Records from a data source:
*** Block opens ***

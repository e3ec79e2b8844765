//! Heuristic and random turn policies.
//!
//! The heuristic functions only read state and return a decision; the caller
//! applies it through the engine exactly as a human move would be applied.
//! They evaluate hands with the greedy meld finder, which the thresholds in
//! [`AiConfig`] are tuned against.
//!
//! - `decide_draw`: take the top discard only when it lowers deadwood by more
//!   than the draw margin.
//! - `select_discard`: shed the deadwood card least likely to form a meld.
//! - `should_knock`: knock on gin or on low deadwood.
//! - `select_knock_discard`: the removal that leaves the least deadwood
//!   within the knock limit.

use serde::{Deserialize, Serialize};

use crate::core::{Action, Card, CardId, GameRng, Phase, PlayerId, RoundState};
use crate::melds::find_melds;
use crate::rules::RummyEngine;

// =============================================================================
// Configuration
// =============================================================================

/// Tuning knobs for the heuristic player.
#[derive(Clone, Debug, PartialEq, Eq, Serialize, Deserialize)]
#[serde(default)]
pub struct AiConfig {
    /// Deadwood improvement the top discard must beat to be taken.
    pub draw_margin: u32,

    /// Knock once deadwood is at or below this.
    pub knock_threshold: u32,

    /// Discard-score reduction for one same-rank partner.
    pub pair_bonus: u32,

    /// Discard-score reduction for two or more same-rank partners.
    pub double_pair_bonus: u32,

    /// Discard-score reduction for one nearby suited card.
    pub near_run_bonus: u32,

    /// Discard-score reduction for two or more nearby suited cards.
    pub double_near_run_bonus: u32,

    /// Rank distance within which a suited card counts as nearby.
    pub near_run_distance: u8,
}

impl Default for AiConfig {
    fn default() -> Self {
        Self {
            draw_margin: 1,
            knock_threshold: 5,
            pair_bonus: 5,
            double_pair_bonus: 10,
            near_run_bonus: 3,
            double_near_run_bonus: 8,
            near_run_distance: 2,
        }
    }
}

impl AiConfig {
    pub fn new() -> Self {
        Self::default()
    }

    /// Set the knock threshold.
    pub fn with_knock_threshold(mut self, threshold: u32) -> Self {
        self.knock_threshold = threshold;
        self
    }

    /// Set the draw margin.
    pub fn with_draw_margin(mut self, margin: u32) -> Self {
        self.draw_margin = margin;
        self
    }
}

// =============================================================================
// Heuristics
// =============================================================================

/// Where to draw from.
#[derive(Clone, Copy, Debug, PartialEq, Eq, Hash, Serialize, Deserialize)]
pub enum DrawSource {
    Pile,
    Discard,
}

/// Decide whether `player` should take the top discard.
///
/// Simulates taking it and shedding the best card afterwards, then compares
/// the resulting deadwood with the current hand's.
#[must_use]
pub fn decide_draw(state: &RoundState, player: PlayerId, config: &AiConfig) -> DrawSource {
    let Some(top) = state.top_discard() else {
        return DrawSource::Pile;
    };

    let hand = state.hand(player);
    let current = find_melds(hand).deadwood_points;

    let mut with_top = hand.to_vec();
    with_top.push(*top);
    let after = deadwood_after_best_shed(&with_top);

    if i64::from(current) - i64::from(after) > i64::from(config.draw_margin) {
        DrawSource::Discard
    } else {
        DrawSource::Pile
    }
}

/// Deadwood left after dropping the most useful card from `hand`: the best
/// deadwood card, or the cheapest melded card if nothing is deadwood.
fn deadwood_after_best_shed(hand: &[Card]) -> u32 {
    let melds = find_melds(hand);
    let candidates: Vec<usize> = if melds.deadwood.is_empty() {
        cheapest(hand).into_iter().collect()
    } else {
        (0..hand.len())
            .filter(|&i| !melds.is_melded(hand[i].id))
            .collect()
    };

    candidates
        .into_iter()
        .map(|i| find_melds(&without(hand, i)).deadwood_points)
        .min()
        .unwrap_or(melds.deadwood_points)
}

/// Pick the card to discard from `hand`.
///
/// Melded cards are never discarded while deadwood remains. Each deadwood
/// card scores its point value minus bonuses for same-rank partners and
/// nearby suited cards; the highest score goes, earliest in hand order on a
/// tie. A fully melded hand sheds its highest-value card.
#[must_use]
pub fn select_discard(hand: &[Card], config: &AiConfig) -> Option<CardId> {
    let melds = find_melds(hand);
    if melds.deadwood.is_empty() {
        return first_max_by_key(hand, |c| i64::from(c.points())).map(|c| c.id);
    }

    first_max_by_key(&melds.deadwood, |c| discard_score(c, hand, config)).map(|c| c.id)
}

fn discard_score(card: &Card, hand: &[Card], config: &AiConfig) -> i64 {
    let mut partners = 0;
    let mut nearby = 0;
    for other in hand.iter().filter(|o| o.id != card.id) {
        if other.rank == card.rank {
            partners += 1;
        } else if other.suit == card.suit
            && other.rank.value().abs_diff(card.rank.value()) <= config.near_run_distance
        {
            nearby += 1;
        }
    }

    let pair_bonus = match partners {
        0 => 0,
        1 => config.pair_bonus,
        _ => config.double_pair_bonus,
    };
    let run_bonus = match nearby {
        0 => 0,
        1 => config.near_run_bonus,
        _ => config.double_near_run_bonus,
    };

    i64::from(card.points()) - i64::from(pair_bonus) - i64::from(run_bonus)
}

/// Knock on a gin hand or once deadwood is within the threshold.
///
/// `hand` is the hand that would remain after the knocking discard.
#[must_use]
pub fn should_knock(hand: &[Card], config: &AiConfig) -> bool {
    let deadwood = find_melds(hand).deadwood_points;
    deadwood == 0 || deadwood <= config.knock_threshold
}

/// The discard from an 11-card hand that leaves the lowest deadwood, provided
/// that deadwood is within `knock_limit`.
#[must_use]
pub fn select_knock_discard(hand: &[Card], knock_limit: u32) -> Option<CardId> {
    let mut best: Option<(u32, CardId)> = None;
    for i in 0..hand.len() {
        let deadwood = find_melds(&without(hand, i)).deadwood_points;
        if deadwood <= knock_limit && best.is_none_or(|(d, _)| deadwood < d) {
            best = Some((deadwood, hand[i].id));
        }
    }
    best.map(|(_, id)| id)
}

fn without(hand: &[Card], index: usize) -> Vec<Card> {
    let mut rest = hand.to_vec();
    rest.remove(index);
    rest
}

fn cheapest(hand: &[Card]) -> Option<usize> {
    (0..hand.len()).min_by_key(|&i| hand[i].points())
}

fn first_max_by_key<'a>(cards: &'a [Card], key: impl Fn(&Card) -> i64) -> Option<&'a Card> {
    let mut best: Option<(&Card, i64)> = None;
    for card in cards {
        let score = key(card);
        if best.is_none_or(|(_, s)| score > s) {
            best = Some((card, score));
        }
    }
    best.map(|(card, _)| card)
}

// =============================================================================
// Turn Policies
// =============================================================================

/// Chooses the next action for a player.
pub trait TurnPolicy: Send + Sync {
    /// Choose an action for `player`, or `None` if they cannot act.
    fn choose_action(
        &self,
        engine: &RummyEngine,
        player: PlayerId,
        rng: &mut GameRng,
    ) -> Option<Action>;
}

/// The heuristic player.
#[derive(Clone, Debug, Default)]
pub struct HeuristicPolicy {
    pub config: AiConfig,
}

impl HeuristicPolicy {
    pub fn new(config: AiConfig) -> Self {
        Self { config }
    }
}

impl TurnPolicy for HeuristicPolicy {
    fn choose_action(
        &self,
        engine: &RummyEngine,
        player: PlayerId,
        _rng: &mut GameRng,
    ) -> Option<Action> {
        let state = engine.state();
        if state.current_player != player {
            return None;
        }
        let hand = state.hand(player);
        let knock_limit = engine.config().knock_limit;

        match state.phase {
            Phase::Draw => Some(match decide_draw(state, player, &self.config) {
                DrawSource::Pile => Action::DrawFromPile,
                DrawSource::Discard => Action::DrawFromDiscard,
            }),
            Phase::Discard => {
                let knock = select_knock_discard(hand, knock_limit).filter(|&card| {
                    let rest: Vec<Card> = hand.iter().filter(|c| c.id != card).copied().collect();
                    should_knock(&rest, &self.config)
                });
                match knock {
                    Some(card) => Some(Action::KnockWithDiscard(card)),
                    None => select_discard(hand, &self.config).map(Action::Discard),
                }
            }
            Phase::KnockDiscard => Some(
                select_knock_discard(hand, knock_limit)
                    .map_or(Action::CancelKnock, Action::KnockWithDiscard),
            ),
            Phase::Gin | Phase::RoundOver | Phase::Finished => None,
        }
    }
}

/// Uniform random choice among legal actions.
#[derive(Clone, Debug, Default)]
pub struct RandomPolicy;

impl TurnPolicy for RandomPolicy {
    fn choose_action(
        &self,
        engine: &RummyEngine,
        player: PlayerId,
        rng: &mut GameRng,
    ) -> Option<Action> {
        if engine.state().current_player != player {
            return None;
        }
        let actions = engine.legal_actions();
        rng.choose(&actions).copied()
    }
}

*** Block closes ***

Return, exactly as they stand, the lines from the start of the records above through the line with "would be applied.", both ends included, and no other lines.

= Expected answer =
repository e3ec79e2b8844765
//! Heuristic and random turn policies.
//!
//! The heuristic functions only read state and return a decision; the caller
//! applies it through the engine exactly as a human move would be applied.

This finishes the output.